- **The data**:

··········

#[cfg(test)]
mod tests {
    use super::*;
    use crate::reactive::{listener::Listener, scheduler};
    use indexmap::indexmap;
    use std::sync::atomic::{AtomicI32, Ordering};

    fn record_with(entries: IndexMap<String, Value>) -> ReactiveObject {
        ReactiveObject::record(entries)
    }

    fn batched_counter(object: &ReactiveObject, key: PropKey) -> Arc<AtomicI32> {
        let count = Arc::new(AtomicI32::new(0));
        let count_clone = count.clone();
        let listener = Listener::new(move |_| {
            count_clone.fetch_add(1, Ordering::SeqCst);
        });
        let _ = observer::register(object.id(), key, listener, observer::Delivery::Batched);
        count
    }

    #[test]
    fn reads_inside_collection_register_edges() {
        let object = record_with(indexmap! { "a".to_string() => Value::from(1) });
        let (_, deps) = tracker::collect(|| {
            object.get(&PropKey::named("a"));
        });
        assert!(deps.contains(object.id(), &PropKey::named("a")));

        object.get(&PropKey::named("a"));
        let (_, deps) = tracker::collect(|| {});
        assert!(deps.is_empty());
    }

    #[test]
    fn genuine_change_notifies_once_per_flush() {
        let object = record_with(indexmap! { "a".to_string() => Value::from(0) });
        let count = batched_counter(&object, PropKey::named("a"));

        assert!(object.set(PropKey::named("a"), Value::from(1)));
        assert!(object.set(PropKey::named("a"), Value::from(2)));
        scheduler::flush();
        assert_eq!(count.load(Ordering::SeqCst), 1);
    }

    #[test]
    fn no_op_write_triggers_nothing() {
        let object = record_with(indexmap! { "a".to_string() => Value::from(5) });
        let count = batched_counter(&object, PropKey::named("a"));

        assert!(!object.set(PropKey::named("a"), Value::from(5)));
        scheduler::flush();
        assert_eq!(count.load(Ordering::SeqCst), 0);
    }

    #[test]
    fn delete_notifies_only_existing_properties() {
        let object = record_with(indexmap! { "a".to_string() => Value::from(1) });
        let count = batched_counter(&object, PropKey::named("a"));

        assert!(!object.delete(&PropKey::named("missing")));
        scheduler::flush();
        assert_eq!(count.load(Ordering::SeqCst), 0);

        assert!(object.delete(&PropKey::named("a")));
        scheduler::flush();
        assert_eq!(count.load(Ordering::SeqCst), 1);
        assert!(!object.has(&PropKey::named("a")));
    }

    #[test]
    fn nested_aggregates_promote_lazily_on_first_read() {
        let object = record_with(indexmap! {
            "nested".to_string() => Value::Map(indexmap! { "x".to_string() => Value::from(1) }),
        });

        let first = object.get(&PropKey::named("nested"));
        let Value::Reactive(nested) = first else {
            panic!("expected promotion to a reactive wrapper");
        };
        assert_eq!(nested.get(&PropKey::named("x")), Value::from(1));

        // The same wrapper comes back on later reads.
        let second = object.get(&PropKey::named("nested"));
        assert_eq!(second, Value::Reactive(nested));
    }

    #[test]
    fn rewrapping_returns_the_existing_wrapper() {
        let object = ReactiveObject::sequence(vec![Value::from(1)]);
        let rewrapped = ReactiveObject::of(Value::Reactive(object.clone())).unwrap();
        assert_eq!(rewrapped.id(), object.id());
    }

    #[test]
    fn stored_cell_unwraps_on_read_and_absorbs_writes() {
        let cell = ValueCell::new(Value::from(10));
        let object = record_with(indexmap! {
            "count".to_string() => Value::Cell(cell.clone()),
        });

        assert_eq!(object.get(&PropKey::named("count")), Value::from(10));

        assert!(object.set(PropKey::named("count"), Value::from(11)));
        assert_eq!(cell.peek(), Value::from(11));
        // The slot still holds the cell.
        assert_eq!(object.get(&PropKey::named("count")), Value::from(11));

        // No-op write through the cell stays silent.
        assert!(!object.set(PropKey::named("count"), Value::from(11)));
    }

    #[test]
    fn sequence_append_notifies_length() {
        let object = ReactiveObject::sequence(vec![Value::from(1)]);
        let count = batched_counter(&object, PropKey::Length);

        assert!(object.set(PropKey::Index(1), Value::from(2)));
        scheduler::flush();
        assert_eq!(count.load(Ordering::SeqCst), 1);
        assert_eq!(object.get(&PropKey::Length), Value::Int(2));

        // Replacing an existing index does not change occupancy.
        assert!(object.set(PropKey::Index(0), Value::from(7)));
        scheduler::flush();
        assert_eq!(count.load(Ordering::SeqCst), 1);
    }

    #[test]
    fn keyed_collection_tracks_size() {
        let object = ReactiveObject::keyed(IndexMap::new());
        let (_, deps) = tracker::collect(|| {
            object.get(&PropKey::Size);
        });
        assert!(deps.contains(object.id(), &PropKey::Size));

        let count = batched_counter(&object, PropKey::Size);
        object.set(PropKey::named("k"), Value::from(1));
        scheduler::flush();
        assert_eq!(count.load(Ordering::SeqCst), 1);
    }
}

··········

- **Required work**:
Identify the lines above with the word "listener". Copy them.

- **Output below**:
    use crate::reactive::{listener::Listener, scheduler};
        let listener = Listener::new(move |_| {
        let _ = observer::register(object.id(), key, listener, observer::Delivery::Batched);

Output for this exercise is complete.